→ BRIEF:
Find "assert_eq!(world.ids().collect::<Vec<_>>(), vec![saved.id]);" and "non-zero exit code." in the records below. Copy the lines holding them and every line between, exactly, and no others.

Saved entries
---
//! Logical world clock.
//!
//! Every deadline in the market is measured in ticks of this clock, never in
//! wall-clock time, so a run replays identically under test. The runner
//! advances the clock once per tick; the board and the town AIs read it
//! through the [`Clock`] trait.

use tradepost_market::Clock;

/// Errors that can occur during clock operations.
#[derive(Debug, Clone, PartialEq, Eq, thiserror::Error)]
pub enum ClockError {
    /// Tick counter would overflow.
    #[error("tick counter overflow: cannot advance beyond u64::MAX")]
    TickOverflow,
}

/// Tick counter for one world.
#[derive(Debug, Clone, Copy, PartialEq, Eq, Default)]
pub struct WorldClock {
    /// Current tick number (0 before the first tick runs).
    tick: u64,
}

impl WorldClock {
    /// Create a clock at tick 0.
    pub const fn new() -> Self {
        Self { tick: 0 }
    }

    /// Create a clock at a restored tick.
    pub const fn at(tick: u64) -> Self {
        Self { tick }
    }

    /// Advance the clock by one tick. Returns the new tick number.
    ///
    /// # Errors
    ///
    /// Returns [`ClockError::TickOverflow`] if the tick counter would exceed
    /// `u64::MAX`.
    pub fn advance(&mut self) -> Result<u64, ClockError> {
        self.tick = self.tick.checked_add(1).ok_or(ClockError::TickOverflow)?;
        Ok(self.tick)
    }

    /// Return the current tick number.
    pub const fn tick(&self) -> u64 {
        self.tick
    }
}

impl Clock for WorldClock {
    fn now(&self) -> u64 {
        self.tick
    }
}

#[cfg(test)]
#[allow(clippy::unwrap_used)]
mod tests {
    use super::*;

    #[test]
    fn advance_increments() {
        let mut clock = WorldClock::new();
        assert_eq!(clock.advance().unwrap(), 1);
        assert_eq!(clock.advance().unwrap(), 2);
        assert_eq!(clock.now(), 2);
    }

    #[test]
    fn advance_overflow_is_an_error() {
        let mut clock = WorldClock::at(u64::MAX);
        assert_eq!(clock.advance(), Err(ClockError::TickOverflow));
        assert_eq!(clock.tick(), u64::MAX);
    }
}
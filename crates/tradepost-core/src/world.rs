//! Towns and their positions.
//!
//! [`World`] is the distance oracle for courier pricing: the distance
//! between two towns is the straight line between their positions. Unknown
//! towns are infinitely far away, which prices any courier job between them
//! out of every budget.

use std::collections::BTreeMap;

use serde::{Deserialize, Serialize};
use tracing::info;

use tradepost_ledger::{ResourceLedger, TownLedger};
use tradepost_market::DistanceOracle;
use tradepost_types::AgentId;

use crate::config::{Position, TownConfig};

/// Errors that can occur when building the world.
#[derive(Debug, Clone, PartialEq, Eq, thiserror::Error)]
pub enum WorldError {
    /// A town with this name already exists.
    #[error("duplicate town name: {0}")]
    DuplicateName(String),

    /// A town with this id already exists.
    #[error("duplicate town id: {0}")]
    DuplicateId(AgentId),
}

/// A town: one autonomous trading agent.
#[derive(Debug, Clone, PartialEq, Serialize, Deserialize)]
pub struct Town {
    /// Agent id of the town.
    pub id: AgentId,
    /// Display name.
    pub name: String,
    /// Location on the world map.
    pub position: Position,
}

/// Every town in the world, in id order.
#[derive(Debug, Clone, Default, PartialEq)]
pub struct World {
    towns: BTreeMap<AgentId, Town>,
}

impl World {
    /// Create an empty world.
    pub const fn new() -> Self {
        Self {
            towns: BTreeMap::new(),
        }
    }

    /// Create the configured towns and credit their starting stock.
    ///
    /// # Errors
    ///
    /// Returns [`WorldError::DuplicateName`] if two towns share a name.
    pub fn seed(towns: &[TownConfig], ledger: &mut TownLedger) -> Result<Self, WorldError> {
        let mut world = Self::new();
        for config in towns {
            let id = world.insert(Town {
                id: AgentId::new(),
                name: config.name.clone(),
                position: config.position,
            })?;
            ledger.open_account(id);
            for (resource, quantity) in &config.stock {
                ledger.credit(id, resource, *quantity);
            }
            info!(
                town = %config.name,
                agent = %id,
                x = config.position.x,
                y = config.position.y,
                resources = config.stock.len(),
                "Town founded"
            );
        }
        Ok(world)
    }

    /// Rebuild a world from saved towns.
    ///
    /// # Errors
    ///
    /// Returns [`WorldError`] if the saved towns collide.
    pub fn from_towns(towns: Vec<Town>) -> Result<Self, WorldError> {
        let mut world = Self::new();
        for town in towns {
            world.insert(town)?;
        }
        Ok(world)
    }

    /// Add a town.
    ///
    /// # Errors
    ///
    /// Returns [`WorldError`] if the id or the name is taken.
    pub fn insert(&mut self, town: Town) -> Result<AgentId, WorldError> {
        if self.towns.contains_key(&town.id) {
            return Err(WorldError::DuplicateId(town.id));
        }
        if self.find_by_name(&town.name).is_some() {
            return Err(WorldError::DuplicateName(town.name));
        }
        let id = town.id;
        self.towns.insert(id, town);
        Ok(id)
    }

    /// Look up a town by id.
    pub fn town(&self, id: AgentId) -> Option<&Town> {
        self.towns.get(&id)
    }

    /// Look up a town by name.
    pub fn find_by_name(&self, name: &str) -> Option<&Town> {
        self.towns.values().find(|t| t.name == name)
    }

    /// All towns in id order.
    pub fn towns(&self) -> impl Iterator<Item = &Town> + '_ {
        self.towns.values()
    }

    /// All town ids in order.
    pub fn ids(&self) -> impl Iterator<Item = AgentId> + '_ {
        self.towns.keys().copied()
    }

    /// Number of towns.
    pub fn len(&self) -> usize {
        self.towns.len()
    }

    /// Whether the world has no towns.
    pub fn is_empty(&self) -> bool {
        self.towns.is_empty()
    }
}

impl DistanceOracle for World {
    fn distance(&self, a: AgentId, b: AgentId) -> f64 {
        match (self.towns.get(&a), self.towns.get(&b)) {
            (Some(from), Some(to)) => from.position.distance_to(to.position),
            _ => f64::INFINITY,
        }
    }
}

#[cfg(test)]
#[allow(clippy::unwrap_used)]
mod tests {
    use tradepost_types::ResourceId;

    use super::*;

    fn town(name: &str, x: f64, y: f64) -> TownConfig {
        TownConfig {
            name: name.to_owned(),
            position: Position { x, y },
            stock: BTreeMap::from([(ResourceId::from("wood"), 250)]),
        }
    }

    #[test]
    fn seed_creates_towns_and_stock() {
        let mut ledger = TownLedger::new();
        let world = World::seed(&[town("A", 0.0, 0.0), town("B", 3.0, 4.0)], &mut ledger).unwrap();

        assert_eq!(world.len(), 2);
        let a = world.find_by_name("A").unwrap().id;
        let b = world.find_by_name("B").unwrap().id;
        assert_eq!(ledger.balance(a, &ResourceId::from("wood")), 250);
        assert!((world.distance(a, b) - 5.0).abs() < f64::EPSILON);
        assert!((world.distance(b, a) - 5.0).abs() < f64::EPSILON);
    }

    #[test]
    fn unknown_town_is_infinitely_far() {
        let mut ledger = TownLedger::new();
        let world = World::seed(&[town("A", 0.0, 0.0)], &mut ledger).unwrap();
        let a = world.find_by_name("A").unwrap().id;
        assert!(world.distance(a, AgentId::new()).is_infinite());
    }

    #[test]
    fn duplicate_names_rejected() {
        let mut ledger = TownLedger::new();
        let result = World::seed(&[town("A", 0.0, 0.0), town("A", 1.0, 1.0)], &mut ledger);
        assert_eq!(result, Err(WorldError::DuplicateName("A".to_owned())));
    }

    #[test]
    fn from_towns_restores_ids() {
        let saved = Town {
            id: AgentId::new(),
            name: "A".to_owned(),
            position: Position { x: 1.0, y: 2.0 },
        };
        let world = World::from_towns(vec![saved.clone()]).unwrap();
        assert_eq!(world.town(saved.id), Some(&saved));
        assert_eq!(world.ids().collect::<Vec<_>>(), vec![saved.id]);
    }
}
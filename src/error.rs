//! Error taxonomy.
//!
//! Fatal and configuration errors abort the run with a non-zero exit code.
//! Node-local errors during a YAML pass are accumulated by the visitor and
//! reported as warnings alongside otherwise-successful output.

use std::path::PathBuf;

use thiserror::Error;

pub type Result<T> = std::result::Result<T, Error>;

/// Top-level error type.
#[derive(Error, Debug)]
pub enum Error {
    #[error(transparent)]
    Cipher(#[from] CipherError),

    #[error(transparent)]
    Key(#[from] KeyError),

    #[error(transparent)]
    Yaml(#[from] YamlError),

    #[error(transparent)]
    Config(#[from] ConfigError),

    #[error("io error: {0}")]
    Io(#[from] std::io::Error),
}

/// Encryption/decryption failures.
#[derive(Error, Debug)]
pub enum CipherError {
    #[error("encryption failed: {0}")]
    EncryptionFailed(String),

    #[error("decryption failed: {0}")]
    DecryptionFailed(String),

    #[error("armor encoding failed: {0}")]
    ArmorFailed(String),

    #[error("no identity matched any recipient")]
    NoMatchingIdentity,

    #[error("io error: {0}")]
    Io(#[from] std::io::Error),
}

/// Identity and recipient key material failures.
#[derive(Error, Debug)]
pub enum KeyError {
    #[error("invalid recipient: {0}")]
    InvalidRecipient(String),

    #[error("{path}: invalid identity file: {reason}")]
    InvalidIdentityFile { path: String, reason: String },

    #[error("{0}: identity file is encrypted with age but not with a passphrase")]
    EncryptedWithoutPassphrase(String),

    #[error("{0}: an encrypted identity file may not contain another encrypted identity file")]
    NestedEncryptedIdentity(String),

    #[error("could not read passphrase: {0}")]
    PassphraseRead(String),

    #[error("passphrases didn't match")]
    PassphraseMismatch,

    #[error("a passphrase identity cannot be used as a recipient")]
    PassphraseAsRecipient,

    #[error("cannot derive a recipient from {0}")]
    RecipientDerivation(String),
}

/// YAML document and tag failures.
#[derive(Error, Debug)]
pub enum YamlError {
    #[error("yaml: {0}")]
    Syntax(#[from] serde_yaml::Error),

    #[error("unknown attribute: {0}")]
    UnknownAttribute(String),

    #[error("input is not valid UTF-8")]
    NotUtf8,
}

/// Conflicting or incomplete options, detected before any input is read.
#[derive(Error, Debug)]
pub enum ConfigError {
    #[error("missing recipients: use -r/--recipient, -R/--recipient-file or -p/--passphrase")]
    MissingRecipients,

    #[error("-p/--passphrase can't be combined with {0}")]
    PassphraseConflict(&'static str),

    #[error("--yaml-notag and --yaml-discard-notag can't be used simultaneously")]
    NoTagConflict,

    #[error("output file {0} exists")]
    OutputExists(PathBuf),

    #[error("standard input may only be used once per invocation")]
    StdinReused,

    #[error("refusing to write binary ciphertext to a terminal; use -a/--armor or force with \"-o -\"")]
    BinaryToTerminal,
}
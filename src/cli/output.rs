//! Shared CLI output helpers.
//!
//! Everything goes to stderr: stdout is reserved for document output so the
//! commands stay pipeable. Colors respect NO_COLOR via `console`.

use console::style;

use crate::error::Error;

/// Print an error message to stderr (red).
///
/// Example: `✗ no identity matched any recipient`
pub fn error(msg: &str) {
    eprintln!("{} {}", style("✗").red(), msg);
}

/// Print a warning message to stderr (yellow).
///
/// Example: `⚠ unknown attribute: wat`
pub fn warn(msg: &str) {
    eprintln!("{} {}", style("⚠").yellow(), msg);
}

/// Print a hint message to stderr (cyan).
///
/// Example: `→ pass an identity file with -i/--identity`
pub fn hint(msg: &str) {
    eprintln!("{} {}", style("→").cyan(), style(msg).cyan());
}

/// Report the non-fatal errors collected during a YAML pass.
pub fn report_warnings(warnings: &[Error]) {
    for warning in warnings {
        warn(&warning.to_string());
    }
}
//! Leafage - transparent age encryption for YAML documents.
//!
//! # Architecture
//!
//! ```text
//! src/
//! ├── cli/              # Command-line interface
//! │   ├── encrypt       # encrypt command
//! │   ├── decrypt       # decrypt command
//! │   ├── rekey         # rekey command
//! │   ├── completions   # Shell completions
//! │   ├── io            # stdin/stdout/file plumbing
//! │   └── output        # stderr reporting helpers
//! └── core/             # Core library components
//!     ├── tag           # !crypto/age marker and attributes
//!     ├── cipher        # armored age encryption plumbing
//!     ├── passphrase    # run-scoped passphrase cache
//!     ├── identity      # identity chain: scrypt, SSH, x25519, encrypted files
//!     ├── recipient     # recipient parsing and derivation
//!     ├── visitor       # YAML tree visitor
//!     └── document      # multi-document stream driver
//! ```
//!
//! # Features
//!
//! - Values tagged `!crypto/age` are encrypted and decrypted in place,
//!   leaving the rest of the document untouched
//! - Whole-file mode for non-YAML payloads, armored or binary
//! - Identities: passphrases (prompted at most once per run), local and
//!   explicit SSH keys, x25519 key files, age-encrypted key files
//! - Rekey rewrites a document for a new set of recipients

pub mod cli;
pub mod core;
pub mod error;
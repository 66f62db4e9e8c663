//! Run-scoped passphrase handling.

use std::sync::{Mutex, PoisonError};

use age::secrecy::SecretString;
use dialoguer::Password;
use tracing::debug;

use crate::error::{KeyError, Result};

/// Caches the passphrase for the lifetime of one process run.
///
/// The first caller pays the interactive prompt; every later request reuses
/// the same value, so a run that touches many passphrase-protected envelopes
/// prompts at most once. One instance is created per invocation and shared
/// (behind `Arc`) between the lazy scrypt identity and any encrypted
/// identity files; the inner mutex keeps the prompt-once guarantee even if
/// callers ever run concurrently.
pub struct PassphraseCache {
    cached: Mutex<Option<SecretString>>,
}

impl PassphraseCache {
    /// An empty cache; the first `get` prompts interactively.
    pub fn new() -> Self {
        Self {
            cached: Mutex::new(None),
        }
    }

    /// A cache pre-seeded with a known passphrase; `get` never prompts.
    pub fn preset(passphrase: SecretString) -> Self {
        Self {
            cached: Mutex::new(Some(passphrase)),
        }
    }

    /// Return the cached passphrase, prompting the user on first use.
    pub fn get(&self) -> Result<SecretString> {
        let mut slot = self.cached.lock().unwrap_or_else(PoisonError::into_inner);
        if let Some(phrase) = slot.as_ref() {
            return Ok(phrase.clone());
        }

        debug!("prompting for passphrase");
        let phrase = Password::new()
            .with_prompt("Enter passphrase")
            .interact()
            .map_err(|e| KeyError::PassphraseRead(e.to_string()))?;
        let phrase = SecretString::from(phrase);
        *slot = Some(phrase.clone());
        Ok(phrase)
    }
}

impl Default for PassphraseCache {
    fn default() -> Self {
        Self::new()
    }
}

/// Prompt for a new passphrase with confirmation (encryption direction).
///
/// A confirmation mismatch is fatal, matching the contract that a bad
/// confirmation must never silently encrypt.
pub fn prompt_for_encryption() -> Result<SecretString> {
    let phrase = Password::new()
        .with_prompt("Enter passphrase")
        .interact()
        .map_err(|e| KeyError::PassphraseRead(e.to_string()))?;
    let confirm = Password::new()
        .with_prompt("Confirm passphrase")
        .interact()
        .map_err(|e| KeyError::PassphraseRead(e.to_string()))?;

    if phrase != confirm {
        return Err(KeyError::PassphraseMismatch.into());
    }

    Ok(SecretString::from(phrase))
}

#[cfg(test)]
mod tests {
    use age::secrecy::ExposeSecret;

    use super::*;

    #[test]
    fn test_preset_cache_never_prompts() {
        let cache = PassphraseCache::preset(SecretString::from("hunter2".to_string()));
        let first = cache.get().unwrap();
        let second = cache.get().unwrap();
        assert_eq!(first.expose_secret(), "hunter2");
        assert_eq!(second.expose_secret(), "hunter2");
    }
}
//! The identity chain: ordered decryption capabilities tried against every
//! envelope.
//!
//! Chain order is fixed: the lazy passphrase identity first, then
//! best-effort local SSH keys, then explicitly supplied identity files.
//! Unwrapping stops at the first identity that does not decline.

use std::fs;
use std::io::BufReader;
use std::sync::{Arc, Mutex, PoisonError};

use age::secrecy::SecretString;
use age::{scrypt, ssh, x25519, Callbacks, DecryptError, Identity};
use age_core::format::{FileKey, Stanza};
use dialoguer::Password;
use tracing::{debug, warn};

use crate::core::cipher;
use crate::core::passphrase::PassphraseCache;
use crate::error::{CipherError, Error, KeyError, Result};

/// Stanza type of passphrase-protected envelopes.
pub const SCRYPT_STANZA_TAG: &str = "scrypt";

/// A decryption capability. The variant set is closed: new kinds require
/// matching wire-format support anyway.
pub enum KeyIdentity {
    /// Prompts for a passphrase only when a passphrase envelope shows up.
    Passphrase(LazyPassphrase),
    /// A raw `AGE-SECRET-KEY-1...` line.
    X25519(x25519::Identity),
    /// An OpenSSH private key block.
    Ssh(SshIdentity),
    /// An identity file that is itself an age envelope.
    Encrypted(EncryptedIdentityFile),
}

impl Identity for KeyIdentity {
    fn unwrap_stanza(&self, stanza: &Stanza) -> Option<std::result::Result<FileKey, DecryptError>> {
        match self {
            Self::Passphrase(id) => id.unwrap_stanza(stanza),
            Self::X25519(id) => id.unwrap_stanza(stanza),
            Self::Ssh(id) => id.inner.unwrap_stanza(stanza),
            Self::Encrypted(id) => id.unwrap_stanza(stanza),
        }
    }

    fn unwrap_stanzas(
        &self,
        stanzas: &[Stanza],
    ) -> Option<std::result::Result<FileKey, DecryptError>> {
        match self {
            Self::Passphrase(id) => id.unwrap_stanzas(stanzas),
            Self::X25519(id) => id.unwrap_stanzas(stanzas),
            Self::Ssh(id) => id.inner.unwrap_stanzas(stanzas),
            Self::Encrypted(id) => id.unwrap_stanzas(stanzas),
        }
    }
}

/// Assemble the identity chain for one invocation.
///
/// `explicit` carries the already-read contents of `-i` files (name kept for
/// error reporting); reading them is the caller's concern so the `-` stdin
/// sentinel stays in the CLI layer.
pub fn build_chain(
    explicit: Vec<(String, Vec<u8>)>,
    cache: &Arc<PassphraseCache>,
) -> Result<Vec<KeyIdentity>> {
    let mut chain = vec![KeyIdentity::Passphrase(LazyPassphrase::new(cache.clone()))];
    discover_ssh_identities(&mut chain);
    for (name, contents) in explicit {
        chain.extend(parse_identity_data(&name, &contents, cache, true)?);
    }
    Ok(chain)
}

/// Load the default SSH keys if they exist and are well formed.
///
/// Discovery is best-effort: missing or unusable keys are skipped silently.
/// Passphrase-protected keys only prompt if they match a recipient stanza.
pub fn discover_ssh_identities(identities: &mut Vec<KeyIdentity>) {
    let Some(home) = dirs::home_dir() else {
        return;
    };
    for file in ["id_rsa", "id_ed25519"] {
        let path = home.join(".ssh").join(file);
        let contents = match fs::read(&path) {
            Ok(contents) => contents,
            Err(_) => continue,
        };
        match parse_ssh_identity(&path.display().to_string(), &contents) {
            Ok(identity) => {
                debug!(path = %path.display(), "discovered SSH identity");
                identities.push(KeyIdentity::Ssh(identity));
            }
            Err(err) => {
                debug!(path = %path.display(), "skipping unusable SSH key: {}", err);
            }
        }
    }
}

/// Parse the contents of one identity file.
///
/// Recognizes, in order: an age envelope (armored or binary, handled as an
/// encrypted identity file), an OpenSSH private key block, and otherwise a
/// line-oriented file of `AGE-SECRET-KEY-1...` entries where blank lines and
/// `#` comments are skipped.
///
/// `allow_encrypted` bounds the encrypted-identity-file recursion to one
/// level: the decrypted content of an encrypted identity file must be a
/// plain identity file.
pub fn parse_identity_data(
    name: &str,
    contents: &[u8],
    cache: &Arc<PassphraseCache>,
    allow_encrypted: bool,
) -> Result<Vec<KeyIdentity>> {
    if contents.starts_with(b"age-encryption.org/")
        || contents.starts_with(cipher::ARMOR_HEADER.as_bytes())
    {
        if !allow_encrypted {
            return Err(KeyError::NestedEncryptedIdentity(name.to_string()).into());
        }
        debug!(file = %name, "identity file is age-encrypted, deferring decryption");
        return Ok(vec![KeyIdentity::Encrypted(EncryptedIdentityFile::new(
            name.to_string(),
            contents.to_vec(),
            cache.clone(),
        ))]);
    }

    if contents.starts_with(b"-----BEGIN") {
        return Ok(vec![KeyIdentity::Ssh(parse_ssh_identity(name, contents)?)]);
    }

    let text = std::str::from_utf8(contents).map_err(|_| KeyError::InvalidIdentityFile {
        path: name.to_string(),
        reason: "not valid UTF-8".to_string(),
    })?;

    let mut identities = Vec::new();
    for (number, line) in text.lines().enumerate() {
        let line = line.trim();
        if line.is_empty() || line.starts_with('#') {
            continue;
        }
        let identity =
            line.parse::<x25519::Identity>()
                .map_err(|e| KeyError::InvalidIdentityFile {
                    path: name.to_string(),
                    reason: format!("line {}: {}", number + 1, e),
                })?;
        identities.push(KeyIdentity::X25519(identity));
    }

    if identities.is_empty() {
        return Err(KeyError::InvalidIdentityFile {
            path: name.to_string(),
            reason: "no identities found".to_string(),
        }
        .into());
    }
    Ok(identities)
}

/// An OpenSSH private key usable as an age identity.
pub struct SshIdentity {
    inner: Box<dyn Identity>,
    /// OpenSSH public key line, kept for recipient derivation.
    public: Option<String>,
    path: String,
}

impl SshIdentity {
    /// The OpenSSH public key line for this key, when the key type supports
    /// recipient derivation.
    pub fn public_line(&self) -> Option<&str> {
        self.public.as_deref()
    }

    /// Where the key was read from.
    pub fn path(&self) -> &str {
        &self.path
    }
}

fn parse_ssh_identity(name: &str, contents: &[u8]) -> Result<SshIdentity> {
    let identity = ssh::Identity::from_buffer(BufReader::new(contents), Some(name.to_string()))
        .map_err(|e| KeyError::InvalidIdentityFile {
            path: name.to_string(),
            reason: e.to_string(),
        })?;

    if matches!(identity, ssh::Identity::Unsupported(_)) {
        return Err(KeyError::InvalidIdentityFile {
            path: name.to_string(),
            reason: "unsupported SSH key type".to_string(),
        }
        .into());
    }

    Ok(SshIdentity {
        inner: Box::new(identity.with_callbacks(UiCallbacks)),
        public: ssh_public_line(contents),
        path: name.to_string(),
    })
}

/// Derive the OpenSSH public key line from a private key. The public half
/// is cleartext even in passphrase-protected keys.
fn ssh_public_line(contents: &[u8]) -> Option<String> {
    let text = std::str::from_utf8(contents).ok()?;
    let key = ssh_key::PrivateKey::from_openssh(text).ok()?;
    key.public_key().to_openssh().ok()
}

/// Terminal callbacks for passphrase-protected SSH keys.
#[derive(Clone)]
struct UiCallbacks;

impl Callbacks for UiCallbacks {
    fn display_message(&self, message: &str) {
        eprintln!("{}", message);
    }

    fn confirm(&self, _message: &str, _yes_string: &str, _no_string: Option<&str>) -> Option<bool> {
        None
    }

    fn request_public_string(&self, _description: &str) -> Option<String> {
        None
    }

    fn request_passphrase(&self, description: &str) -> Option<SecretString> {
        Password::new()
            .with_prompt(description)
            .interact()
            .ok()
            .map(SecretString::from)
    }
}

/// The lazy scrypt identity.
///
/// Never prompts for envelopes without a passphrase stanza. A passphrase
/// stanza mixed with any other stanza is a hard error: passphrase-protected
/// envelopes carry exactly one stanza.
pub struct LazyPassphrase {
    cache: Arc<PassphraseCache>,
}

impl LazyPassphrase {
    pub fn new(cache: Arc<PassphraseCache>) -> Self {
        Self { cache }
    }
}

impl Identity for LazyPassphrase {
    fn unwrap_stanza(&self, stanza: &Stanza) -> Option<std::result::Result<FileKey, DecryptError>> {
        self.unwrap_stanzas(std::slice::from_ref(stanza))
    }

    fn unwrap_stanzas(
        &self,
        stanzas: &[Stanza],
    ) -> Option<std::result::Result<FileKey, DecryptError>> {
        let has_scrypt = stanzas.iter().any(|s| s.tag == SCRYPT_STANZA_TAG);
        if !has_scrypt {
            // Not a passphrase envelope: decline without prompting.
            return None;
        }
        if stanzas.len() != 1 {
            warn!("a passphrase recipient must be the only one");
            return Some(Err(DecryptError::InvalidHeader));
        }

        let phrase = match self.cache.get() {
            Ok(phrase) => phrase,
            Err(err) => {
                warn!("{}", err);
                return Some(Err(DecryptError::KeyDecryptionFailed));
            }
        };
        scrypt::Identity::new(phrase).unwrap_stanzas(stanzas)
    }
}

/// An identity file whose whole content is itself an age envelope.
///
/// Decryption is deferred until the first unwrap attempt (or recipient
/// derivation) and goes through the lazy passphrase identity, so the prompt
/// still fires at most once per run.
pub struct EncryptedIdentityFile {
    name: String,
    contents: Vec<u8>,
    cache: Arc<PassphraseCache>,
    inner: Mutex<Option<Arc<Vec<KeyIdentity>>>>,
}

impl EncryptedIdentityFile {
    fn new(name: String, contents: Vec<u8>, cache: Arc<PassphraseCache>) -> Self {
        Self {
            name,
            contents,
            cache,
            inner: Mutex::new(None),
        }
    }

    /// Decrypt and parse the wrapped identities, memoized per run.
    pub fn identities(&self) -> Result<Arc<Vec<KeyIdentity>>> {
        let mut slot = self.inner.lock().unwrap_or_else(PoisonError::into_inner);
        if let Some(identities) = slot.as_ref() {
            return Ok(identities.clone());
        }

        debug!(file = %self.name, "decrypting encrypted identity file");
        let chain = [KeyIdentity::Passphrase(LazyPassphrase::new(
            self.cache.clone(),
        ))];
        let plain = match cipher::decrypt(&self.contents, &chain) {
            Ok(plain) => plain,
            Err(Error::Cipher(CipherError::NoMatchingIdentity)) => {
                return Err(KeyError::EncryptedWithoutPassphrase(self.name.clone()).into());
            }
            Err(err) => return Err(err),
        };

        // Once decrypted, the content must be a plain identity file.
        let identities = Arc::new(parse_identity_data(
            &self.name,
            &plain,
            &self.cache,
            false,
        )?);
        *slot = Some(identities.clone());
        Ok(identities)
    }
}

impl Identity for EncryptedIdentityFile {
    fn unwrap_stanza(&self, stanza: &Stanza) -> Option<std::result::Result<FileKey, DecryptError>> {
        self.unwrap_stanzas(std::slice::from_ref(stanza))
    }

    fn unwrap_stanzas(
        &self,
        stanzas: &[Stanza],
    ) -> Option<std::result::Result<FileKey, DecryptError>> {
        let identities = match self.identities() {
            Ok(identities) => identities,
            Err(err) => {
                warn!(file = %self.name, "{}", err);
                return Some(Err(DecryptError::KeyDecryptionFailed));
            }
        };

        for identity in identities.iter() {
            match identity.unwrap_stanzas(stanzas) {
                None => continue,
                result => return result,
            }
        }
        warn!(file = %self.name, "no identity in the encrypted file matched a recipient stanza");
        None
    }
}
---
→ EXERCISE OUTPUT:
        assert_eq!(world.ids().collect::<Vec<_>>(), vec![saved.id]);
    }
}
filename src/error.rs
//! Error taxonomy.
//!
//! Fatal and configuration errors abort the run with a non-zero exit code.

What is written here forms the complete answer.